Reflections

As an emergency medicine resident, I found the topic of informed consent especially interesting. I work with patients every day in a range of situations, from the life threatening where there is a lack of time to consent, to the elective procedure. The majority of the patients I see did not wake up that morning planning to be in the emergency department, or seeing a doctor. Many of them are in pain, emotionally and or physically. While we try to treat the physical pain, we cannot always treat the emotional pain, the stress, fear, concern about the unknown. Yet I and my physician colleagues around the country ask these patients to make difficult decisions in this environment. Often times in the ED, it is not possible to sit down with the patient for 45 minutes, or to allow them to go home and think about their options for a week or two. However, I agree that we are not truly giving the patient the right to informed consent under these circumstances of pain, drowsiness post treating the pain, and stress. While having patient advocates are important and valuable, not all patients are able to have their family or close friend with them. I do not quite know the answer of how to effectively ask these patients to make difficult decisions in short periods of time with the conditions they are dealing with, though our discussions of the video did provide some starting points.
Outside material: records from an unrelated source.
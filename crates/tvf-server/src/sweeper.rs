//! Liveness sweeper
//!
//! Background task that periodically demotes terminals that have not been
//! seen within the stale window. It is the only path that sets a
//! terminal offline.
//!
//! Each pass:
//! 1. computes `threshold = now - stale_window`
//! 2. selects terminals last seen before the threshold
//! 3. demotes the ones still marked online, logging each transition
//!
//! A store failure on one terminal is logged and skipped; the next pass
//! retries it. Passes never overlap.

use std::sync::Arc;
use std::time::Duration;

use chrono::{DateTime, Utc};
use serde::Serialize;
use tokio::time::MissedTickBehavior;
use tokio_util::sync::CancellationToken;

use tvf_core::config::ServerConfig;
use tvf_core::error::RegistryError;
use tvf_core::time::stale_threshold;
use tvf_core::{MacAddress, TerminalId};

use crate::registry::TerminalRegistry;

/// Sweeper timing
#[derive(Debug, Clone, Copy)]
pub struct SweeperSettings {
    /// Time between passes
    pub interval: Duration,
    /// How long a terminal may stay quiet before it is demoted
    pub stale_window: Duration,
}

impl Default for SweeperSettings {
    fn default() -> Self {
        Self {
            interval: Duration::from_secs(60),
            stale_window: Duration::from_secs(300),
        }
    }
}

impl From<&ServerConfig> for SweeperSettings {
    fn from(config: &ServerConfig) -> Self {
        Self {
            interval: config.sweep_interval,
            stale_window: config.stale_window,
        }
    }
}

/// A terminal going from online to offline
#[derive(Debug, Clone, Serialize)]
#[serde(rename_all = "camelCase")]
pub struct LivenessTransition {
    pub terminal_id: TerminalId,
    pub terminal_code: String,
    pub mac_address: MacAddress,
    pub last_seen: Option<DateTime<Utc>>,
    pub demoted_at: DateTime<Utc>,
}

/// Outcome of one sweep pass
#[derive(Debug, Clone, Default)]
pub struct SweepReport {
    /// Terminals selected as stale
    pub examined: usize,
    /// Terminals demoted during this pass
    pub demoted: Vec<LivenessTransition>,
    /// Terminals skipped because of a store error
    pub failures: usize,
}

/// Run a single sweep pass at `now`
pub async fn sweep_once(
    registry: &TerminalRegistry,
    now: DateTime<Utc>,
    stale_window: Duration,
) -> Result<SweepReport, RegistryError> {
    let threshold = stale_threshold(now, stale_window);
    let candidates = registry.list_inactive_since(threshold).await?;

    let mut report = SweepReport {
        examined: candidates.len(),
        ..Default::default()
    };

    for terminal in candidates.into_iter().filter(|t| t.is_online()) {
        match registry.demote_if_stale(&terminal.id, threshold).await {
            Ok(true) => {
                let last_seen = terminal.last_seen();
                tracing::info!(
                    "Terminal {} ({}) is offline, last seen {:?}",
                    terminal.terminal_code,
                    terminal.mac_address,
                    last_seen
                );
                report.demoted.push(LivenessTransition {
                    terminal_id: terminal.id,
                    terminal_code: terminal.terminal_code,
                    mac_address: terminal.mac_address,
                    last_seen,
                    demoted_at: now,
                });
            }
            // Refreshed or deleted since selection
            Ok(false) | Err(RegistryError::TerminalNotFound(_)) => {}
            Err(e) => {
                tracing::warn!(
                    "Failed to demote terminal {}: {}",
                    terminal.terminal_code,
                    e
                );
                report.failures += 1;
            }
        }
    }

    if let Err(e) = registry.flush().await {
        tracing::warn!("Failed to flush registry after sweep: {}", e);
    }

    Ok(report)
}

/// Run the liveness sweeper until `cancel` fires.
///
/// # Arguments
///
/// * `registry` - The terminal registry to sweep
/// * `settings` - Pass interval and stale window
/// * `cancel` - Cancellation token for graceful shutdown
pub async fn run_liveness_sweeper(
    registry: Arc<TerminalRegistry>,
    settings: SweeperSettings,
    cancel: CancellationToken,
) {
    let mut interval = tokio::time::interval(settings.interval);
    interval.set_missed_tick_behavior(MissedTickBehavior::Delay);

    tracing::info!(
        "Starting liveness sweeper (stale window: {:?}, interval: {:?})",
        settings.stale_window,
        settings.interval
    );

    loop {
        tokio::select! {
            _ = interval.tick() => {
                match sweep_once(&registry, tvf_core::time::now(), settings.stale_window).await {
                    Ok(report) if !report.demoted.is_empty() || report.failures > 0 => {
                        tracing::info!(
                            "Sweep demoted {} of {} stale terminals ({} failures)",
                            report.demoted.len(),
                            report.examined,
                            report.failures
                        );
                    }
                    Ok(report) => {
                        tracing::debug!("Sweep found {} stale terminals", report.examined);
                    }
                    Err(e) => {
                        tracing::warn!("Sweep pass failed: {}", e);
                    }
                }
            }
            _ = cancel.cancelled() => {
                tracing::info!("Liveness sweeper shutting down");
                break;
            }
        }
    }
}
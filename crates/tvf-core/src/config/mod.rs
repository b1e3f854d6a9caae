//! Configuration management for tvfleet

mod agent;
mod server;
pub mod serde_utils;

pub use agent::{AgentConfig, BackoffConfig};
pub use server::ServerConfig;

use crate::error::ConfigError;
use std::path::{Path, PathBuf};

/// Get the default configuration directory
pub fn default_config_dir() -> PathBuf {
    dirs::config_dir()
        .unwrap_or_else(|| PathBuf::from("."))
        .join("tvfleet")
}

/// Default path of the server configuration file
pub fn default_server_config_path() -> PathBuf {
    default_config_dir().join("server.toml")
}

/// Default path of the agent configuration file
pub fn default_agent_config_path() -> PathBuf {
    default_config_dir().join("agent.toml")
}

/// Load configuration from a file
pub fn load_config<T: serde::de::DeserializeOwned>(path: &Path) -> Result<T, ConfigError> {
    if !path.exists() {
        return Err(ConfigError::NotFound(path.to_path_buf()));
    }

    let content = std::fs::read_to_string(path)
        .map_err(|e| ConfigError::Invalid(format!("Failed to read config: {}", e)))?;

    let config: T = toml::from_str(&content)?;
    Ok(config)
}

/// Load configuration, falling back to defaults when the file is absent.
///
/// A file that exists but fails to parse is still an error.
pub fn load_config_or_default<T>(path: &Path) -> Result<T, ConfigError>
where
    T: serde::de::DeserializeOwned + Default,
{
    match load_config(path) {
        Err(ConfigError::NotFound(_)) => Ok(T::default()),
        other => other,
    }
}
A comment was also made regarding use of psychiatry to deem competence and the slippery slope nature . While I have myself called psychiatry in such situations a handful of times, it is not because I thought the patient to be “crazy” for not listening to my opinion, but rather because I (and at the end of the day my attending) at some level are covering our own legal behinds if this patient ends up going home, has a probable bad outcome, and a family member sues us saying how could you let me love one leave, he/she “clearly wasn’t competent to make the decision to not have X done”. I find it unfortunate that so many of our actions are dictated by the legal climate and fear of the ability to continue practicing our profession, which hurts patient care. I do believe that changes to the litigious nature of healthcare, or perhaps just that perception, is needed for improvement in shared decision making and overall patient care.